Acute slices were loaded (45 min at 37°C) with the Ca2+-sensitive dyes fluo-4 AM or Oregon Green BAPTA 1-AM (4-5 μM in DMSO with 20% Pluronic acid F-127), then washed for at least 30 min before imaging. Acute brain slices containing the SVZ or RMS were prepared as previously described (Wang et al., 2003). Ca2+ imaging experiments were performed on an Olympus Fluoview 300 confocal microscope equipped with a 60x objective. The frequency of cytosolic Ca2+ increases was calculated using Calsignal written by JCP (Platel et al., 2006). Images were acquired every 1.16 to 6 s. F0 (i.e. baseline) is the mean fluorescence intensity measured throughout all of the regions of interest, and F is the mean fluorescence intensity in a single cell. A change in fluorescence was considered to be a Ca2+ increase if it was superior to 15% F/F0 increase. Kainate was applied by pressure (Picospritzer II, General Valves) while DNQX was bath applied. Data are expressed as mean ± standard error. Statistical analysis used a two-tailed t-test except where noted.
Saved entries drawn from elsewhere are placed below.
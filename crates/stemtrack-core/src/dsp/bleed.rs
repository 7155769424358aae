//! Playback bleed removal
//!
//! Open-mic recording picks up the playback mix from the speakers. Given
//! the reference mix that was playing during the take, estimate how much
//! of it leaked into the recording (delay + level) and subtract the scaled,
//! delayed reference from the take.
//!
//! Estimation runs on mono mixdowns; subtraction is per channel with the
//! same global lag and scale. A single global estimate holds up well for a
//! static mic/speaker setup over take-length material.

use rayon::prelude::*;

use crate::error::{MixerError, MixerResult};
use crate::types::{Sample, SampleBuffer};

/// Largest speaker-to-mic delay searched (room paths plus driver slop)
const MAX_LAG_SECS: f64 = 0.1;

/// Correlation window length for the lag search
const LAG_WINDOW_SECS: f64 = 1.0;

/// Below this leak level, subtraction does more harm than good
const MIN_ALPHA: f32 = 0.05;

/// Subtract the estimated playback leak from a recorded take.
///
/// `reference` is the master mix rendered while the take was captured,
/// already aligned to the take's start. Returns the cleaned take; if the
/// estimated leak is negligible the take comes back unchanged.
pub fn remove_bleed(recorded: &SampleBuffer, reference: &SampleBuffer) -> MixerResult<SampleBuffer> {
    if recorded.sample_rate() != reference.sample_rate() {
        return Err(MixerError::SampleRateMismatch {
            recorded: recorded.sample_rate(),
            reference: reference.sample_rate(),
        });
    }
    if recorded.is_empty() || reference.is_empty() {
        return Ok(recorded.clone());
    }

    let rec: Vec<Sample> = recorded.iter().map(|f| f.mixdown()).collect();
    let rf: Vec<Sample> = reference.iter().map(|f| f.mixdown()).collect();

    let lag = estimate_lag(&rec, &rf, recorded.sample_rate());
    let alpha = estimate_alpha(&rec, &rf, lag);
    log::debug!("bleed estimate: lag={} frames, alpha={:.3}", lag, alpha);

    if alpha < MIN_ALPHA {
        return Ok(recorded.clone());
    }

    let mut cleaned = recorded.clone();
    let ref_frames = reference.as_slice();
    for i in lag..cleaned.len() {
        let j = i - lag;
        if j >= ref_frames.len() {
            break;
        }
        cleaned[i] = cleaned[i] - ref_frames[j] * alpha;
    }
    Ok(cleaned)
}

/// Find the delay (in frames) that best aligns the reference with the
/// recording, by brute-force correlation over a central window.
///
/// The window sits past the first quarter of the take so mic spin-up and
/// count-in noise don't dominate the correlation.
fn estimate_lag(rec: &[Sample], rf: &[Sample], sample_rate: u32) -> usize {
    let max_lag = ((MAX_LAG_SECS * sample_rate as f64) as usize).min(rec.len().saturating_sub(1));
    if max_lag == 0 {
        return 0;
    }

    let start = rec.len() / 4;
    let window = ((LAG_WINDOW_SECS * sample_rate as f64) as usize)
        .min(rec.len().saturating_sub(start));
    if window == 0 {
        return 0;
    }

    (0..=max_lag)
        .into_par_iter()
        .map(|lag| {
            let mut corr = 0.0f64;
            for i in start..start + window {
                if i < lag {
                    continue;
                }
                let j = i - lag;
                if j >= rf.len() {
                    break;
                }
                corr += rec[i] as f64 * rf[j] as f64;
            }
            (lag, corr)
        })
        .reduce(
            || (0, f64::MIN),
            |a, b| if b.1 > a.1 { b } else { a },
        )
        .0
}

/// Least-squares leak level at the given lag, clamped to a sane range
fn estimate_alpha(rec: &[Sample], rf: &[Sample], lag: usize) -> f32 {
    let mut num = 0.0f64;
    let mut den = 0.0f64;
    for i in lag..rec.len() {
        let j = i - lag;
        if j >= rf.len() {
            break;
        }
        let r = rf[j] as f64;
        num += rec[i] as f64 * r;
        den += r * r;
    }
    if den < 1e-12 {
        return 0.0;
    }
    ((num / den) as f32).clamp(0.0, 2.0)
}

#[cfg(test)]
mod tests {
    use super::*;
    use crate::types::StereoFrame;

    /// Deterministic broadband-ish test signal
    fn test_signal(len: usize, sample_rate: u32) -> SampleBuffer {
        let mut frames = Vec::with_capacity(len);
        let mut x = 0x2545f4914f6cdd1du64;
        for i in 0..len {
            x ^= x << 13;
            x ^= x >> 7;
            x ^= x << 17;
            let noise = (x as f64 / u64::MAX as f64) as f32 - 0.5;
            let tone = (i as f32 * 0.05).sin() * 0.3;
            frames.push(StereoFrame::mono(tone + noise * 0.2));
        }
        SampleBuffer::from_frames(frames, sample_rate)
    }

    /// Reference delayed by `lag` frames and scaled by `alpha`, plus a
    /// quiet "performance" on top
    fn leaked_recording(reference: &SampleBuffer, lag: usize, alpha: f32) -> SampleBuffer {
        let mut frames = vec![StereoFrame::silence(); reference.len()];
        for i in lag..frames.len() {
            frames[i] = reference[i - lag] * alpha;
        }
        for (i, f) in frames.iter_mut().enumerate() {
            *f += StereoFrame::mono((i as f32 * 0.002).sin() * 0.05);
        }
        SampleBuffer::from_frames(frames, reference.sample_rate())
    }

    #[test]
    fn test_removes_delayed_scaled_leak() {
        let sr = 8000;
        let reference = test_signal(sr as usize * 4, sr);
        let recorded = leaked_recording(&reference, 160, 0.7);

        let cleaned = remove_bleed(&recorded, &reference).unwrap();

        // Residual energy past the lag region drops by an order of magnitude
        let energy = |buf: &SampleBuffer| -> f64 {
            buf.iter().skip(200).map(|f| (f.mixdown() as f64).powi(2)).sum()
        };
        let before = energy(&recorded);
        let after = energy(&cleaned);
        assert!(
            after < before * 0.2,
            "before={:.3} after={:.3}",
            before,
            after
        );
    }

    #[test]
    fn test_self_reference_cancels_completely() {
        // The reference fed back as the "recording": lag 0, alpha exactly 1,
        // everything cancels
        let sr = 8000;
        let reference = test_signal(sr as usize * 2, sr);
        let recorded = reference.clone();

        let cleaned = remove_bleed(&recorded, &reference).unwrap();
        assert!(cleaned.peak() < 1e-4, "peak = {}", cleaned.peak());
    }

    #[test]
    fn test_unrelated_reference_leaves_take_alone() {
        let sr = 8000;
        let reference = test_signal(sr as usize * 2, sr);

        // Recording carries none of the reference
        let mut frames = Vec::new();
        for i in 0..reference.len() {
            frames.push(StereoFrame::mono((i as f32 * 0.011).cos() * 0.2));
        }
        let recorded = SampleBuffer::from_frames(frames, sr);

        let cleaned = remove_bleed(&recorded, &reference).unwrap();
        for i in 0..recorded.len() {
            assert_eq!(cleaned[i], recorded[i]);
        }
    }

    #[test]
    fn test_sample_rate_mismatch_rejected() {
        let a = SampleBuffer::silence(100, 48000);
        let b = SampleBuffer::silence(100, 44100);
        assert!(matches!(
            remove_bleed(&a, &b),
            Err(MixerError::SampleRateMismatch { .. })
        ));
    }

    #[test]
    fn test_empty_inputs_pass_through() {
        let empty = SampleBuffer::new(48000);
        let reference = SampleBuffer::silence(100, 48000);
        assert_eq!(remove_bleed(&empty, &reference).unwrap().len(), 0);
    }
}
Cell organization and identity in the neurogenic forebrain

The SVZ-ependymal region contains at least four different cell types defined by their morphology, ultrastructure, and molecular markers (Smart, 1961; Altman, 1963; 1969; Blakemore, 1969; Privat and Leblond, 1972; Kishi, 1987; Sucher and Deitcher, 1995; Lois et al., 1996; Jankovski and Sotelo, 1996; Doetsch et al., 1997; Peretto et al., 1997; Mercier et al., 2002). Neuroblasts (also called type A cells (Lois et al., 1996)) migrate in chains to the olfactory bulb along the rostral migratory stream (RMS). Cells that express glial fibrillary acidic protein (GFAP, also called type B cells (Lois et al., 1996) or SVZ astrocytes (Doetsch et al., 1999a)) ensheath the chains of migrating neuroblasts and display several features of mature astrocytes (Liu et al., 2006b). Scattered, highly proliferative progenitors (transit amplifying cells or type C cells) form clusters next to the neuroblasts. The SVZ is separated from the ventricular cavity by a layer of ependymal cells. Immunohistochemical studies have revealed that a cluster of 3-5 neuroblasts is tightly encapsulated by one or two astrocytes in a coronal plane (Lois et al., 1996; Peretto et al., 1997; Bolteus and Bordey, 2004) (Fig. 1A-C). Based on electron microscopy data, the extracellular space between neuroblasts or between neuroblasts and astrocytes is ∼20-50 nm (Doetsch et al., 1997; Peretto et al., 1999). Although this distance is on the same order as that of the synaptic cleft, synapses are absent between SVZ cells (Doetsch et al., 1997; Liu et al., 2005). This arrangement and cell:cell proximity lend itself to a nonsynaptic signaling between neuroblast:neuroblast and neuroblast:astrocyte.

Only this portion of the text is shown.